I'm being a little tongue-in-cheek, of course.

The article implies a selection bias -- that the actual number of football players with CTE could be as low as 9%. It also notes cases where CTE effects really become "horrible" much later in life, for men who are older than the guys you list.

Guys who self-select to be television personalities also might have a lower incidence of CTE. There's also a chance that some odd behavior on TV will be interpreted as "quirky" or "goofy" and not "experiencing brain damage."

At any rate... Of course the answer is: No, not everyone with CTE dies "horribly." But it's seeming increasingly likely that CTE can have major unexpected consequences on the later lives of football players.

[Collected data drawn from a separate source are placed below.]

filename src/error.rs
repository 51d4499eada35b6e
use thiserror::Error;

use crate::tensor::Shape;

/// Everything that can go wrong between receiving an encoded image and
/// returning a digit. Every variant is terminal for the request that hit it.
#[derive(Debug, Error)]
pub enum InferenceError {
    #[error("could not decode payload: {0}")]
    Decode(String),

    #[error("payload is not a decodable raster image: {0}")]
    ImageFormat(String),

    #[error("shape mismatch: expected {expected}, got {actual}")]
    ShapeMismatch { expected: Shape, actual: Shape },

    #[error("model is not loaded yet")]
    ModelNotReady,

    #[error("tensor value {value} at index {index} is outside [0, 1]")]
    InvalidTensor { index: usize, value: f32 },

    #[error("could not load model from '{path}': {reason}")]
    ModelLoad { path: String, reason: String },

    #[error("a model is already installed")]
    AlreadyLoaded,
}

impl InferenceError {
    /// Stable identifier for the error kind, used by the HTTP layer in
    /// response bodies and logs.
    pub fn kind(&self) -> &'static str {
        match self {
            InferenceError::Decode(_)               => "decode_error",
            InferenceError::ImageFormat(_)          => "image_format_error",
            InferenceError::ShapeMismatch { .. }    => "shape_mismatch_error",
            InferenceError::ModelNotReady           => "model_not_ready_error",
            InferenceError::InvalidTensor { .. }    => "invalid_tensor_error",
            InferenceError::ModelLoad { .. }        => "model_load_error",
            InferenceError::AlreadyLoaded           => "already_loaded_error",
        }
    }
}

pub type Result<T> = std::result::Result<T, InferenceError>;
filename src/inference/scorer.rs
use std::sync::Mutex;

use crate::error::{InferenceError, Result};
use crate::network::Network;
use crate::tensor::{NormalizedTensor, Shape};

/// A loaded classifier: maps a normalized tensor to one score per class.
///
/// Implementations must be safe to call from several request threads at
/// once through `&self`. Models that need exclusive access go through
/// `Serialized` instead.
pub trait Scorer: Send + Sync {
    /// The tensor shape `score` accepts.
    fn input_shape(&self) -> Shape;

    fn score(&self, tensor: &NormalizedTensor) -> Result<Vec<f32>>;
}

impl Scorer for Network {
    /// `(1, 28, 28, 1)` for a 784-input network, `(1, n)` otherwise.
    fn input_shape(&self) -> Shape {
        let n = self.input_size();
        if n == Shape::model_input().volume() {
            Shape::model_input()
        } else {
            Shape::new(vec![1, n])
        }
    }

    /// Re-validates the layer chain; a network built by hand and passed to
    /// `ModelHandle::from_scorer` has not been through `load`.
    fn score(&self, tensor: &NormalizedTensor) -> Result<Vec<f32>> {
        self.validate()?;
        if tensor.shape().volume() != self.input_size() {
            return Err(InferenceError::ShapeMismatch {
                expected: self.input_shape(),
                actual:   tensor.shape().clone(),
            });
        }
        let input: Vec<f64> = tensor.as_slice().iter().map(|&v| v as f64).collect();
        Ok(self.forward(&input).into_iter().map(|v| v as f32).collect())
    }
}

/// A scorer that needs `&mut self`, e.g. one that keeps scratch buffers.
pub trait ScoreMut: Send {
    fn input_shape(&self) -> Shape;

    fn score_mut(&mut self, tensor: &NormalizedTensor) -> Result<Vec<f32>>;
}

/// Puts a `ScoreMut` behind a mutex so it can be shared like any `Scorer`.
/// Only the scoring call is serialized; preprocessing stays parallel.
pub struct Serialized<S> {
    inner: Mutex<S>,
    shape: Shape,
}

impl<S: ScoreMut> Serialized<S> {
    pub fn new(inner: S) -> Self {
        let shape = inner.input_shape();
        Serialized { inner: Mutex::new(inner), shape }
    }
}

impl<S: ScoreMut> Scorer for Serialized<S> {
    fn input_shape(&self) -> Shape {
        self.shape.clone()
    }

    fn score(&self, tensor: &NormalizedTensor) -> Result<Vec<f32>> {
        let mut guard = self.inner.lock().unwrap_or_else(|poisoned| poisoned.into_inner());
        guard.score_mut(tensor)
    }
}
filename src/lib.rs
pub mod math;
pub mod activation;
pub mod layers;
pub mod network;
pub mod tensor;
pub mod error;
pub mod preprocess;
pub mod inference;
pub mod pipeline;

// Convenience re-exports
pub use math::matrix::Matrix;
pub use activation::activation::ActivationFunction;
pub use layers::dense::Layer;
pub use network::{InputType, ModelMetadata, Network};
pub use tensor::{NormalizedTensor, Shape};
pub use error::{InferenceError, Result};
pub use preprocess::{normalize, EncodedImage, Encoding, Normalizer, NormalizerOptions};
pub use inference::{argmax, ModelHandle, PredictionResult, PredictionService, ScoreMut, Scorer, Serialized};
pub use pipeline::DigitPipeline;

And the worst case scenario of CTE (Junior Seau, Jovan Belcher) is exceptionally horrible and exceptionally tragic.

> as low as 9%

Which is still disgustingly high.

Thanks for the reply. This is what I'm trying to understand myself. I didn't see the 9% number in the article. I did see the mention about selection bias. So I wonder what the true numbers are here. If it's 9% then that explains well enough why so many ex-players don't show strong signs of CTE (by strong I mean long-term memory loss or worse).
The 9% is assuming that 100% of unknown cases are in fact negative.

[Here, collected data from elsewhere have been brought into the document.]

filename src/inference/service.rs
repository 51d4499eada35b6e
use std::sync::OnceLock;

use tracing::debug;

use crate::error::{InferenceError, Result};
use crate::inference::model::ModelHandle;
use crate::inference::prediction::PredictionResult;
use crate::tensor::{NormalizedTensor, Shape, NUM_CLASSES};

/// Runs the loaded model and reduces its scores to a digit.
///
/// The service starts either ready (`ready`) or empty (`new`); an empty
/// service answers every `predict` with `ModelNotReady` until a model is
/// installed. A model can be installed once and is never replaced.
#[derive(Debug, Default)]
pub struct PredictionService {
    model: OnceLock<ModelHandle>,
}

impl PredictionService {
    pub fn new() -> Self {
        PredictionService { model: OnceLock::new() }
    }

    pub fn ready(model: ModelHandle) -> Self {
        let service = PredictionService::new();
        // Freshly created, so the cell is empty.
        let _ = service.model.set(model);
        service
    }

    /// Installs the model; fails with `AlreadyLoaded` on a second call.
    pub fn install(&self, model: ModelHandle) -> Result<()> {
        self.model.set(model).map_err(|_| InferenceError::AlreadyLoaded)
    }

    pub fn is_ready(&self) -> bool {
        self.model.get().is_some()
    }

    pub fn model(&self) -> Option<&ModelHandle> {
        self.model.get()
    }

    pub fn predict(&self, tensor: &NormalizedTensor) -> Result<PredictionResult> {
        let model = self.model.get().ok_or(InferenceError::ModelNotReady)?;
        let scorer = model.scorer();

        let expected = scorer.input_shape();
        if tensor.shape() != &expected {
            return Err(InferenceError::ShapeMismatch {
                expected,
                actual: tensor.shape().clone(),
            });
        }

        let scores = scorer.score(tensor)?;
        if scores.len() != NUM_CLASSES {
            return Err(InferenceError::ShapeMismatch {
                expected: Shape::new(vec![1, NUM_CLASSES]),
                actual:   Shape::new(vec![1, scores.len()]),
            });
        }

        let result = PredictionResult::from_scores(scores);
        debug!(prediction = result.prediction, model = model.source(), "scored tensor");
        Ok(result)
    }
}
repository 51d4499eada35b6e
use std::io::Cursor;
use tiny_http::Response;

use crate::state::ServerState;

/// `GET /health`
///
/// 200 once the model is installed, 503 before that.
pub fn handle(state: &ServerState) -> (u16, Response<Cursor<Vec<u8>>>) {
    let (status, body) = health_body(state.pipeline.service().is_ready());
    (status, crate::routes::json_response(status, body.to_owned()))
}

fn health_body(ready: bool) -> (u16, &'static str) {
    if ready {
        (200, r#"{"status":"ready"}"#)
    } else {
        (503, r#"{"status":"loading"}"#)
    }
}
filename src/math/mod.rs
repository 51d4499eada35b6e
pub mod matrix;
use tracing::debug;

use crate::error::Result;
use crate::inference::{PredictionResult, PredictionService};
use crate::preprocess::{EncodedImage, Normalizer};

/// Normalizer followed by prediction service: one call per request.
///
/// Preprocessing runs without any locking; only the scorer decides
/// whether model invocations are serialized.
#[derive(Debug, Default)]
pub struct DigitPipeline {
    normalizer: Normalizer,
    service:    PredictionService,
}

impl DigitPipeline {
    pub fn new(normalizer: Normalizer, service: PredictionService) -> Self {
        DigitPipeline { normalizer, service }
    }

    pub fn normalizer(&self) -> &Normalizer {
        &self.normalizer
    }

    pub fn service(&self) -> &PredictionService {
        &self.service
    }

    pub fn classify(&self, payload: &EncodedImage) -> Result<PredictionResult> {
        let tensor = self.normalizer.normalize(payload)?;
        debug!(shape = %tensor.shape(), "normalized payload");
        self.service.predict(&tensor)
    }
}
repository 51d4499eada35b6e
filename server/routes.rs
use std::io::Cursor;
use std::sync::Arc;
use std::time::Instant;

use tiny_http::{Header, Method, Request, Response, StatusCode};
use tracing::info;

use crate::handlers;
use crate::state::ServerState;

// ---------------------------------------------------------------------------
// Response helpers
// ---------------------------------------------------------------------------

pub fn json_response(status: u16, body: String) -> Response<Cursor<Vec<u8>>> {
    let bytes = body.into_bytes();
    let len = bytes.len();
    Response::new(
        StatusCode(status),
        Header::from_bytes(&b"Content-Type"[..], &b"application/json"[..]).into_iter().collect(),
        Cursor::new(bytes),
        Some(len),
        None,
    )
}

pub fn not_found() -> Response<Cursor<Vec<u8>>> {
    json_response(404, r#"{"error":"not_found","message":"no such route"}"#.to_owned())
}

pub fn method_not_allowed() -> Response<Cursor<Vec<u8>>> {
    json_response(405, r#"{"error":"method_not_allowed","message":"unsupported method"}"#.to_owned())
}

// ---------------------------------------------------------------------------
// Request dispatcher
// ---------------------------------------------------------------------------

/// Dispatches one request and logs its outcome.
///
/// Handlers receive a `&mut Request` so the dispatcher keeps ownership and
/// responds at the end.
pub fn dispatch(mut request: Request, state: Arc<ServerState>) {
    let started = Instant::now();
    let method  = request.method().clone();
    let url     = request.url().to_owned();
    let path    = url.split('?').next().unwrap_or("").to_owned();

    let (status, response) = match (&method, path.as_str()) {
        (Method::Post, "/predict") => handlers::predict::handle(&mut request, &state),
        (Method::Get,  "/health")  => handlers::health::handle(&state),
        (_, "/predict") | (_, "/health") => (405, method_not_allowed()),
        _ => (404, not_found()),
    };

    info!(
        method = %method,
        path = %path,
        status,
        elapsed_ms = started.elapsed().as_millis() as u64,
        "request"
    );
    let _ = request.respond(response);
}
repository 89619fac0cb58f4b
//! Imgflip caption client. Failures here never abort a comparison: callers
//! go through [`caption_or_none`], which degrades to "no meme available".

use async_trait::async_trait;
use reqwest::Client;
use serde::Deserialize;

use crate::error::{Error, Result};
use crate::models::MemePrompt;

const CAPTION_ENDPOINT: &str = "https://api.imgflip.com/caption_image";

#[derive(Debug, Clone)]
pub struct MemeImage {
    pub image_url: String,
    pub page_url: String,
}

#[async_trait]
pub trait CaptionService: Send + Sync {
    async fn caption(&self, prompt: &MemePrompt) -> Result<MemeImage>;
}

pub struct ImgflipClient {
    client: Client,
    username: String,
    password: String,
}

#[derive(Deserialize)]
struct ImgflipResponse {
    success: bool,
    data: Option<ImgflipData>,
    error_message: Option<String>,
}

#[derive(Deserialize)]
struct ImgflipData {
    url: String,
    page_url: String,
}

impl ImgflipClient {
    pub fn new(username: String, password: String) -> Self {
        Self {
            client: Client::new(),
            username,
            password,
        }
    }

    /// `None` when either credential is missing.
    pub fn from_credentials(username: Option<String>, password: Option<String>) -> Option<Self> {
        Some(Self::new(username?, password?))
    }
}

#[async_trait]
impl CaptionService for ImgflipClient {
    async fn caption(&self, prompt: &MemePrompt) -> Result<MemeImage> {
        let params = [
            ("template_id", prompt.template_id.as_str()),
            ("username", self.username.as_str()),
            ("password", self.password.as_str()),
            ("text0", prompt.top_text.as_str()),
            ("text1", prompt.bottom_text.as_str()),
        ];

        let response = self
            .client
            .post(CAPTION_ENDPOINT)
            .form(&params)
            .send()
            .await?;

        if !response.status().is_success() {
            let status = response.status().as_u16();
            let body = response.text().await.unwrap_or_default();
            return Err(Error::UpstreamApi { status, body });
        }

        let result: ImgflipResponse = response.json().await?;
        if !result.success {
            return Err(Error::UpstreamApi {
                status: 200,
                body: result
                    .error_message
                    .unwrap_or_else(|| "caption request rejected".to_string()),
            });
        }

        let data = result.data.ok_or_else(|| Error::UpstreamApi {
            status: 200,
            body: "caption response missing data".to_string(),
        })?;

        Ok(MemeImage {
            image_url: data.url,
            page_url: data.page_url,
        })
    }
}

/// Renders the prompt if a service is configured, swallowing any failure.
pub async fn caption_or_none(
    service: Option<&dyn CaptionService>,
    prompt: &MemePrompt,
) -> Option<MemeImage> {
    match service {
        None => {
            tracing::debug!("No caption service configured, skipping meme render");
            None
        }
        Some(service) => match service.caption(prompt).await {
            Ok(image) => Some(image),
            Err(e) => {
                tracing::warn!("Caption service failed, continuing without meme: {}", e);
                None
            }
        },
    }
}
pub mod cache;
pub mod compare;
pub mod config;
pub mod error;
pub mod github;
pub mod insights;
pub mod meme;
pub mod models;
pub mod narrative;

pub use cache::TtlCache;
pub use config::Config;
pub use error::{Error, Result};
pub use github::GitHubClient;
pub use insights::InsightsService;
pub use meme::{CaptionService, ImgflipClient};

This study showed that 110 of 111 players tested had CTE. But many of their families consented because they suspected CTE already, so it's not a random sample and therefore you can't generalize that to the rest of the population. 110 is 9% of the population of 1300 deceased players for the given time period. CTE is normally extremely rare.

Why is the total population deceased players and not all players?
The only test for it requires dissection of the brain
because you can't test the living ones
How do you know we aren't seeing the slow onset of dementia for some of these guys? Isn't the whole schtick with Bradshaw that he's a "little off in the head"?

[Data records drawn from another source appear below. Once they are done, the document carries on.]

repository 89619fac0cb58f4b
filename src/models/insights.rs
use chrono::{DateTime, NaiveDate, Utc};
use serde::{Deserialize, Serialize};

/// One user's normalized profile: base fields, repository totals, ranked
/// languages, optional contribution stats, and highlight picks. Built once
/// per cache miss and immutable afterwards.
#[derive(Debug, Clone, Serialize, Deserialize)]
#[serde(rename_all = "camelCase")]
pub struct UserInsights {
    /// Case-preserved for display; cache keys use the lowercased form.
    pub handle: String,
    pub display_name: Option<String>,
    pub avatar_url: String,
    pub profile_url: String,
    pub bio: Option<String>,
    pub company: Option<String>,
    pub location: Option<String>,
    pub followers: u32,
    pub following: u32,
    pub public_repos: u32,
    pub public_gists: u32,
    pub created_at: DateTime<Utc>,
    pub totals: RepoTotals,
    pub languages: Vec<LanguageStat>,
    /// Absent when the GraphQL analytics interface is unavailable
    /// (no token configured).
    pub contributions: Option<ContributionStats>,
    pub highlights: Highlights,
    pub repositories: Vec<RepositoryHighlight>,
}

/// Elementwise sums over exactly the repositories returned by pagination
/// (capped at 3 pages of 100; a documented accuracy bound for larger
/// accounts, not a bug).
#[derive(Debug, Clone, Default, Serialize, Deserialize)]
#[serde(rename_all = "camelCase")]
pub struct RepoTotals {
    pub stars: u64,
    pub forks: u64,
    pub watchers: u64,
    pub open_issues: u64,
}

#[derive(Debug, Clone, Serialize, Deserialize)]
#[serde(rename_all = "camelCase")]
pub struct LanguageStat {
    pub name: String,
    pub bytes: u64,
    pub percentage: f64,
    pub color: Option<String>,
    pub repo_count: u32,
}

#[derive(Debug, Clone, Serialize, Deserialize)]
#[serde(rename_all = "camelCase")]
pub struct ContributionStats {
    pub total: u32,
    pub last_year: u32,
    pub weekly_average: f64,
    pub weekly_max: u32,
    pub weeks: Vec<WeekTotal>,
    pub current_streak: u32,
    pub longest_streak: u32,
    pub breakdown: ContributionBreakdown,
}

#[derive(Debug, Clone, Serialize, Deserialize)]
#[serde(rename_all = "camelCase")]
pub struct WeekTotal {
    pub week_start: NaiveDate,
    pub total: u32,
}

#[derive(Debug, Clone, Default, Serialize, Deserialize)]
#[serde(rename_all = "camelCase")]
pub struct ContributionBreakdown {
    pub commits: u32,
    pub pull_requests: u32,
    pub reviews: u32,
    pub issues: u32,
    /// Private or otherwise invisible activity.
    pub restricted: u32,
}

#[derive(Debug, Clone, Default, Serialize, Deserialize)]
#[serde(rename_all = "camelCase")]
pub struct Highlights {
    pub most_starred: Option<RepositoryHighlight>,
    pub most_forked: Option<RepositoryHighlight>,
    pub oldest: Option<RepositoryHighlight>,
    pub newest: Option<RepositoryHighlight>,
    pub pinned: Vec<RepositoryHighlight>,
}

#[derive(Debug, Clone, Serialize, Deserialize)]
#[serde(rename_all = "camelCase")]
pub struct RepositoryHighlight {
    pub name: String,
    pub description: Option<String>,
    pub url: String,
    pub stars: u32,
    pub forks: u32,
    pub language: Option<String>,
    pub created_at: DateTime<Utc>,
    pub updated_at: DateTime<Utc>,
    pub archived: bool,
}
pub mod aggregate;
pub mod fetcher;

pub use fetcher::InsightsService;
//! Wire types for the combined GraphQL analytics query: contribution
//! calendar, per-repository language composition, and pinned repositories.

use chrono::{DateTime, NaiveDate, Utc};
use serde::Deserialize;

/// GraphQL response wrapper
#[derive(Debug, Deserialize)]
pub struct GraphQLResponse<T> {
    pub data: Option<T>,
    pub errors: Option<Vec<GraphQLError>>,
}

#[derive(Debug, Deserialize)]
pub struct GraphQLError {
    pub message: String,
}

#[derive(Debug, Deserialize)]
pub struct AnalyticsQueryResponse {
    pub user: Option<AnalyticsUser>,
}

#[derive(Debug, Deserialize)]
pub struct AnalyticsUser {
    #[serde(rename = "contributionsCollection")]
    pub contributions_collection: ContributionsCollection,
    pub repositories: RepositoriesConnection,
    #[serde(rename = "pinnedItems")]
    pub pinned_items: PinnedItemsConnection,
}

#[derive(Debug, Deserialize)]
pub struct ContributionsCollection {
    #[serde(rename = "contributionCalendar")]
    pub contribution_calendar: ContributionCalendar,
    #[serde(rename = "totalCommitContributions")]
    pub total_commit_contributions: u32,
    #[serde(rename = "totalPullRequestContributions")]
    pub total_pull_request_contributions: u32,
    #[serde(rename = "totalPullRequestReviewContributions")]
    pub total_pull_request_review_contributions: u32,
    #[serde(rename = "totalIssueContributions")]
    pub total_issue_contributions: u32,
    #[serde(rename = "restrictedContributionsCount")]
    pub restricted_contributions_count: u32,
}

#[derive(Debug, Deserialize)]
pub struct ContributionCalendar {
    #[serde(rename = "totalContributions")]
    pub total_contributions: u32,
    pub weeks: Vec<CalendarWeek>,
}

#[derive(Debug, Deserialize)]
pub struct CalendarWeek {
    #[serde(rename = "contributionDays")]
    pub contribution_days: Vec<CalendarDay>,
}

#[derive(Debug, Clone, Deserialize)]
pub struct CalendarDay {
    pub date: NaiveDate,
    #[serde(rename = "contributionCount")]
    pub contribution_count: u32,
}

#[derive(Debug, Deserialize)]
pub struct RepositoriesConnection {
    pub nodes: Vec<LanguageRepositoryNode>,
}

#[derive(Debug, Deserialize)]
pub struct LanguageRepositoryNode {
    pub name: String,
    pub languages: LanguagesConnection,
}

#[derive(Debug, Deserialize)]
pub struct LanguagesConnection {
    pub edges: Vec<LanguageEdge>,
}

#[derive(Debug, Deserialize)]
pub struct LanguageEdge {
    pub size: u64,
    pub node: LanguageNode,
}

#[derive(Debug, Clone, Deserialize)]
pub struct LanguageNode {
    pub name: String,
    pub color: Option<String>,
}

#[derive(Debug, Deserialize)]
pub struct PinnedItemsConnection {
    pub nodes: Vec<PinnedRepositoryNode>,
}

/// Pinned repository node. The pinned-items interface does not expose a
/// fork count, so highlights built from it default `forks` to 0.
#[derive(Debug, Deserialize)]
pub struct PinnedRepositoryNode {
    pub name: String,
    pub description: Option<String>,
    pub url: String,
    #[serde(rename = "stargazerCount")]
    pub stargazer_count: u32,
    #[serde(rename = "primaryLanguage")]
    pub primary_language: Option<LanguageNode>,
    #[serde(rename = "createdAt")]
    pub created_at: DateTime<Utc>,
    #[serde(rename = "updatedAt")]
    pub updated_at: DateTime<Utc>,
}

I don't think that it's fair to look at these former players that go into broadcasting and "diagnose" them in anyway. We don't see inside the private lives of these guys and we don't know what struggles they may or may not live with everyday.

I think you are misinterpreting my posts. I'm just trying to make sense of all of this, myself. This report is eye opening to me and I just don't understand it. I understand and accept that the CTE rate for football players is quite high.

What I don't understand is what that means exactly. Are there degrees of CTE? Might some of these players have CTE but hardly ever show much of a symptom in their lives? Or is everyone, as the people who I was responding to suggested, doomed to some sort of dementia where they forget who they are their families are? And if that's the case, shouldn't we see this more often among ex-players who are still in the public? Or are the former players who take these jobs all in the 10% that don't get CTE? Just trying to make sense of the conflicting data here.